Kela’s Info TraySkip to content

Adjustment for Covariate Measurement Errors in Complex Surveys: A Simulation study of Three Competing Methods

Published 17.3.2015

Abstract

In sample surveys, the uncertainty of parameter estimates comes from two main sources: sampling and measuring the study units. Some aspects of survey errors are quite well understood (e.g. sampling errors, nonresponse errors) and reported but others, like measurement errors, are often neglected. This thesis studies measurement uncertainty in covariates.

Focus is on the adjustment for covariate measurement errors in logistic regression for cluster-correlated data. Three methods for adjustment for covariate measurement errors in surveys are studied. The methods are Maximum Likelihood, Multiple Imputation and Regression Calibration. These methods require information obtained from validation study.

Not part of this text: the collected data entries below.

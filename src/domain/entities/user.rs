use std::fmt;

/// A chat user issuing commands or producing events
#[derive(Debug, Clone, PartialEq, Eq, Hash)]
pub struct User {
    pub id: String,
    pub username: Option<String>,
    pub is_bot: bool,
}

impl User {
    pub fn new(id: impl Into<String>) -> Self {
        Self {
            id: id.into(),
            username: None,
            is_bot: false,
        }
    }

    pub fn with_username(mut self, username: impl Into<String>) -> Self {
        self.username = Some(username.into());
        self
    }

    pub fn bot(mut self) -> Self {
        self.is_bot = true;
        self
    }

    pub fn display_name(&self) -> String {
        self.username.clone().unwrap_or_else(|| self.id.clone())
    }
}

impl fmt::Display for User {
    fn fmt(&self, f: &mut fmt::Formatter<'_>) -> fmt::Result {
        write!(f, "{}", self.display_name())
    }
}
//! Application layer errors

use thiserror::Error;

/// General bot errors
#[derive(Error, Debug)]
pub enum BotError {
    #[error("Configuration error: {0}")]
    Config(#[from] ConfigError),

    #[error("Storage error: {0}")]
    Storage(#[from] StoreError),

    #[error("Command error: {0}")]
    Command(#[from] CommandError),

    #[error("Load error: {0}")]
    Load(#[from] LoadError),

    #[error("Unload error: {0}")]
    Unload(#[from] UnloadError),

    #[error("Reload error: {0}")]
    Reload(#[from] ReloadError),

    #[error("Invalid action: {0}")]
    InvalidAction(String),

    #[error("IO error: {0}")]
    Io(#[from] std::io::Error),

    #[error("Internal error: {0}")]
    Internal(String),
}

/// Structural failures of a single `load` call. Nothing is registered when one of these is returned.
#[derive(Error, Debug)]
pub enum LoadError {
    #[error("Cog not found at {0}")]
    NotFound(String),

    #[error("Invalid cog format: {0}")]
    InvalidDescriptor(String),

    #[error("Cog '{0}' is already loaded")]
    AlreadyLoaded(String),

    #[error("Manifest error: {0}")]
    Manifest(String),

    #[error("Library error: {0}")]
    Library(String),

    #[error("IO error: {0}")]
    Io(#[from] std::io::Error),
}

impl LoadError {
    /// Whether discovery should count this as a skip rather than a failure.
    pub fn is_skip(&self) -> bool {
        matches!(self, LoadError::NotFound(_) | LoadError::AlreadyLoaded(_))
    }
}

#[derive(Error, Debug)]
pub enum UnloadError {
    #[error("Cog '{0}' is not loaded")]
    NotLoaded(String),
}

#[derive(Error, Debug)]
pub enum ReloadError {
    #[error("Cog '{0}' is not loaded")]
    NotLoaded(String),

    #[error("Cog '{id}' was unloaded but failed to load again: {source}")]
    Load {
        id: String,
        #[source]
        source: LoadError,
    },
}

/// Failure inside a cog's own `init` hook
#[derive(Error, Debug)]
#[error("{0}")]
pub struct InitError(pub String);

/// Failure inside an event handler
#[derive(Error, Debug)]
#[error("{0}")]
pub struct HandlerError(pub String);

/// Command execution errors
#[derive(Error, Debug)]
pub enum CommandError {
    #[error("Command not found: {0}")]
    NotFound(String),

    #[error("Invalid arguments: {0}")]
    InvalidArgs(String),

    #[error("Execution failed: {0}")]
    ExecutionFailed(String),

    #[error("Cog '{0}' is not enabled in this guild")]
    Disabled(String),
}

/// Guild enablement persistence errors
#[derive(Error, Debug)]
pub enum StoreError {
    #[error("Database error: {0}")]
    Database(#[from] rusqlite::Error),

    #[error("Lock poisoned")]
    Poisoned,

    #[error("Backend error: {0}")]
    Backend(String),
}

/// Best-effort cache purge outcome
#[derive(Error, Debug)]
pub enum PurgeError {
    #[error("code cache purge is not supported by this source")]
    Unsupported,

    #[error("purge failed: {0}")]
    Failed(String),
}

/// Configuration errors
#[derive(Error, Debug)]
pub enum ConfigError {
    #[error("Invalid value: {0}")]
    InvalidValue(String),

    #[error("Parse error: {0}")]
    Parse(String),
}
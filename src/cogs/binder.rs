//! Handler binder - attaches cog event handlers to the host bus and detaches them exactly

use async_trait::async_trait;
use libloading::Library;
use std::collections::HashSet;
use std::sync::{Arc, Mutex, PoisonError};
use tracing::{debug, warn};

use crate::application::errors::HandlerError;
use crate::cogs::trait_def::{CogContext, EventHandler};
use crate::domain::entities::Event;
use crate::domain::traits::{EventBus, EventListener, ListenerId};

/// Proof of one live binding. Only the owning loaded cog holds it.
#[derive(Debug, PartialEq, Eq)]
pub struct BindingHandle {
    event: String,
    listener: ListenerId,
    owner: String,
}

impl BindingHandle {
    pub fn event(&self) -> &str {
        &self.event
    }

    pub fn owner(&self) -> &str {
        &self.owner
    }
}

/// A handler paired with the context of the cog it belongs to
struct BoundHandler {
    handler: Arc<dyn EventHandler>,
    ctx: CogContext,
    // Keeps the cog's code mapped while a delivery is in flight; dropped after `handler`
    _library: Option<Arc<Library>>,
}

#[async_trait]
impl EventListener for BoundHandler {
    async fn on_event(&self, event: &Event) -> Result<(), HandlerError> {
        self.handler
            .handle(event, &self.ctx)
            .await
            .map_err(|e| HandlerError(format!("cog '{}': {}", self.ctx.cog_id, e)))
    }
}

pub struct HandlerBinder {
    bus: Arc<dyn EventBus>,
    live: Mutex<HashSet<ListenerId>>,
}

impl HandlerBinder {
    pub fn new(bus: Arc<dyn EventBus>) -> Self {
        Self {
            bus,
            live: Mutex::new(HashSet::new()),
        }
    }

    /// Register `handler` for `event_name`, running with the owning cog's context.
    /// `library` is the shared object the handler's code lives in, if any.
    pub fn bind(
        &self,
        event_name: &str,
        handler: Arc<dyn EventHandler>,
        ctx: &CogContext,
        library: Option<Arc<Library>>,
    ) -> BindingHandle {
        let listener = Arc::new(BoundHandler {
            handler,
            ctx: ctx.clone(),
            _library: library,
        });
        let id = self.bus.on(event_name, listener);
        self.live.lock().unwrap_or_else(PoisonError::into_inner).insert(id);
        debug!("Bound {} handler for cog {} ({:?})", event_name, ctx.cog_id, id);

        BindingHandle {
            event: event_name.to_string(),
            listener: id,
            owner: ctx.cog_id.clone(),
        }
    }

    /// Reverse a binding. A second call with the same handle is a no-op.
    pub fn unbind(&self, handle: &BindingHandle) -> bool {
        let was_live = self
            .live
            .lock()
            .unwrap_or_else(PoisonError::into_inner)
            .remove(&handle.listener);
        if !was_live {
            return false;
        }

        if !self.bus.off(&handle.event, handle.listener) {
            warn!("Listener {:?} for {} was already gone from the bus", handle.listener, handle.event);
        }
        debug!("Unbound {} handler for cog {}", handle.event, handle.owner);
        true
    }

    /// Number of bindings currently live across all cogs
    pub fn live_count(&self) -> usize {
        self.live.lock().unwrap_or_else(PoisonError::into_inner).len()
    }
}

The thesis consists of a theoretical part and extensive Monte Carlo simulation experiments. At the first simulation experiment, the simulation study is conducted with artificial data and with independent observations to test and have experience of the three methods: MI, ML and RC. The second and third simulation study is performed with cluster-correlated data. In these simulation studies, the first simulation uses artificial data and the latter uses real data. In both simulations regression calibration and multiple imputation approaches are examined in various simulation designs.

The quality of the methods is assessed by the bias and accuracy. The bias is measured by absolute relative bias percentages (ARB%) and the accuracy by relative root mean-squared error percentages (RRMSE%).

The results suggest that additional information from validation (calibration) data enables more accurate estimates in terms of bias percentages.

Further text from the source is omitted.